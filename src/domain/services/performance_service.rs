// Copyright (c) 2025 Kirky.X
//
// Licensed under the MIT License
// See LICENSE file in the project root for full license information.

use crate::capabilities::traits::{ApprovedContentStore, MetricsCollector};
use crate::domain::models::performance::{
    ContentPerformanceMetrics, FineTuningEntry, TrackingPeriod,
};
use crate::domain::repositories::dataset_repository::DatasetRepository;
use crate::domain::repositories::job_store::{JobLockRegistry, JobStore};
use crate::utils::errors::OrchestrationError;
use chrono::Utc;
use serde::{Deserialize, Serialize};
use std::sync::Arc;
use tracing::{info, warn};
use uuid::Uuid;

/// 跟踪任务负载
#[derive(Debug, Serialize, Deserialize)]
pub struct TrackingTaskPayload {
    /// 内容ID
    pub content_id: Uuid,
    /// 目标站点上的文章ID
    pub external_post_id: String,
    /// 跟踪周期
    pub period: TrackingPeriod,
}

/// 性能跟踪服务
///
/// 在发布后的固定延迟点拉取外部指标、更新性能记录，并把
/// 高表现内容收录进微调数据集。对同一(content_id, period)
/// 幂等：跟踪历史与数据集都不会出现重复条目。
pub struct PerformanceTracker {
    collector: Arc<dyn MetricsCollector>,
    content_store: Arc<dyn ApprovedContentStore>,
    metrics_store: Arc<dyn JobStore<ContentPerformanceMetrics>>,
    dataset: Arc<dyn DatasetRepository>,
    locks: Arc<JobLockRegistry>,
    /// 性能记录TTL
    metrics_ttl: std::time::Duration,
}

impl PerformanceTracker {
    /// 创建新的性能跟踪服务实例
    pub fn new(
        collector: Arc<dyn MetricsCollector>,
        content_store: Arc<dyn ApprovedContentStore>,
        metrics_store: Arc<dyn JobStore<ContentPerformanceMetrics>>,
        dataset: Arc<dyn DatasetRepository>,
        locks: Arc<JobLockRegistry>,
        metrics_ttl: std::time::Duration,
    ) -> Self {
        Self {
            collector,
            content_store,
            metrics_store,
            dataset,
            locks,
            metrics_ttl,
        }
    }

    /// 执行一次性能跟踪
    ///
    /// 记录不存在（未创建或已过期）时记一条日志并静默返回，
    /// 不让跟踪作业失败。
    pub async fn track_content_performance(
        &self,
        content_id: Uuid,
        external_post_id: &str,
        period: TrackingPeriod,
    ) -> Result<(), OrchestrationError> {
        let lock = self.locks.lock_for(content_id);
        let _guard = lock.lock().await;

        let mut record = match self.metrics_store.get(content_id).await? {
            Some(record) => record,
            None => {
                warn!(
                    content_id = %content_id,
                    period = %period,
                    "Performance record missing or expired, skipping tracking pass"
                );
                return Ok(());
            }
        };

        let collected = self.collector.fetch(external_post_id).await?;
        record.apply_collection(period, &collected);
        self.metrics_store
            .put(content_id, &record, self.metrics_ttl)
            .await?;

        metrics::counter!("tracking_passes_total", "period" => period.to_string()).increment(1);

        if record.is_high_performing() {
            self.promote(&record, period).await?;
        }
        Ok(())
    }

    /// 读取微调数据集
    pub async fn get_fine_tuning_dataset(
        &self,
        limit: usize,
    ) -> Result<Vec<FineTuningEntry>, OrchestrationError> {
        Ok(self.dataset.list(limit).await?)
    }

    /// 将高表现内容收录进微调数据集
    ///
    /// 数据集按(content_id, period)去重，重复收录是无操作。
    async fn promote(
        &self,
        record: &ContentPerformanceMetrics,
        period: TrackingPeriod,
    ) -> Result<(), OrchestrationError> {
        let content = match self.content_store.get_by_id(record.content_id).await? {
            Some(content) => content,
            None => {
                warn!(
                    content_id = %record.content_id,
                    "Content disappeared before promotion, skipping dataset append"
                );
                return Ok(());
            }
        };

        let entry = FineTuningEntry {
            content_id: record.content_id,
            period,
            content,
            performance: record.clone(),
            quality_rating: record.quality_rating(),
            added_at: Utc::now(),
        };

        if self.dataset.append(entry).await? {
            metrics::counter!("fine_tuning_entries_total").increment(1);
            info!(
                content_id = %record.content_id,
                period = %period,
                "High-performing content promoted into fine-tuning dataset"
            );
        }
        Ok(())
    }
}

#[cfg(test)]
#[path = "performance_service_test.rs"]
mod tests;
______________________________
**Required action:**
Without changing a word, restate the whole listing.

**Solution to this task:**
filename src/domain/services/performance_service.rs
// Copyright (c) 2025 Kirky.X
//
// Licensed under the MIT License
// See LICENSE file in the project root for full license information.

use crate::capabilities::traits::{ApprovedContentStore, MetricsCollector};
use crate::domain::models::performance::{
    ContentPerformanceMetrics, FineTuningEntry, TrackingPeriod,
};
use crate::domain::repositories::dataset_repository::DatasetRepository;
use crate::domain::repositories::job_store::{JobLockRegistry, JobStore};
use crate::utils::errors::OrchestrationError;
use chrono::Utc;
use serde::{Deserialize, Serialize};
use std::sync::Arc;
use tracing::{info, warn};
use uuid::Uuid;

/// 跟踪任务负载
#[derive(Debug, Serialize, Deserialize)]
pub struct TrackingTaskPayload {
    /// 内容ID
    pub content_id: Uuid,
    /// 目标站点上的文章ID
    pub external_post_id: String,
    /// 跟踪周期
    pub period: TrackingPeriod,
}

/// 性能跟踪服务
///
/// 在发布后的固定延迟点拉取外部指标、更新性能记录，并把
/// 高表现内容收录进微调数据集。对同一(content_id, period)
/// 幂等：跟踪历史与数据集都不会出现重复条目。
pub struct PerformanceTracker {
    collector: Arc<dyn MetricsCollector>,
    content_store: Arc<dyn ApprovedContentStore>,
    metrics_store: Arc<dyn JobStore<ContentPerformanceMetrics>>,
    dataset: Arc<dyn DatasetRepository>,
    locks: Arc<JobLockRegistry>,
    /// 性能记录TTL
    metrics_ttl: std::time::Duration,
}

impl PerformanceTracker {
    /// 创建新的性能跟踪服务实例
    pub fn new(
        collector: Arc<dyn MetricsCollector>,
        content_store: Arc<dyn ApprovedContentStore>,
        metrics_store: Arc<dyn JobStore<ContentPerformanceMetrics>>,
        dataset: Arc<dyn DatasetRepository>,
        locks: Arc<JobLockRegistry>,
        metrics_ttl: std::time::Duration,
    ) -> Self {
        Self {
            collector,
            content_store,
            metrics_store,
            dataset,
            locks,
            metrics_ttl,
        }
    }

    /// 执行一次性能跟踪
    ///
    /// 记录不存在（未创建或已过期）时记一条日志并静默返回，
    /// 不让跟踪作业失败。
    pub async fn track_content_performance(
        &self,
        content_id: Uuid,
        external_post_id: &str,
        period: TrackingPeriod,
    ) -> Result<(), OrchestrationError> {
        let lock = self.locks.lock_for(content_id);
        let _guard = lock.lock().await;

        let mut record = match self.metrics_store.get(content_id).await? {
            Some(record) => record,
            None => {
                warn!(
                    content_id = %content_id,
                    period = %period,
                    "Performance record missing or expired, skipping tracking pass"
                );
                return Ok(());
            }
        };

        let collected = self.collector.fetch(external_post_id).await?;
        record.apply_collection(period, &collected);
        self.metrics_store
            .put(content_id, &record, self.metrics_ttl)
            .await?;

        metrics::counter!("tracking_passes_total", "period" => period.to_string()).increment(1);

        if record.is_high_performing() {
            self.promote(&record, period).await?;
        }
        Ok(())
    }

    /// 读取微调数据集
    pub async fn get_fine_tuning_dataset(
        &self,
        limit: usize,
    ) -> Result<Vec<FineTuningEntry>, OrchestrationError> {
        Ok(self.dataset.list(limit).await?)
    }

    /// 将高表现内容收录进微调数据集
    ///
    /// 数据集按(content_id, period)去重，重复收录是无操作。
    async fn promote(
        &self,
        record: &ContentPerformanceMetrics,
        period: TrackingPeriod,
    ) -> Result<(), OrchestrationError> {
        let content = match self.content_store.get_by_id(record.content_id).await? {
            Some(content) => content,
            None => {
                warn!(
                    content_id = %record.content_id,
                    "Content disappeared before promotion, skipping dataset append"
                );
                return Ok(());
            }
        };

        let entry = FineTuningEntry {
            content_id: record.content_id,
            period,
            content,
            performance: record.clone(),
            quality_rating: record.quality_rating(),
            added_at: Utc::now(),
        };

        if self.dataset.append(entry).await? {
            metrics::counter!("fine_tuning_entries_total").increment(1);
            info!(
                content_id = %record.content_id,
                period = %period,
                "High-performing content promoted into fine-tuning dataset"
            );
        }
        Ok(())
    }
}

#[cfg(test)]
#[path = "performance_service_test.rs"]
mod tests;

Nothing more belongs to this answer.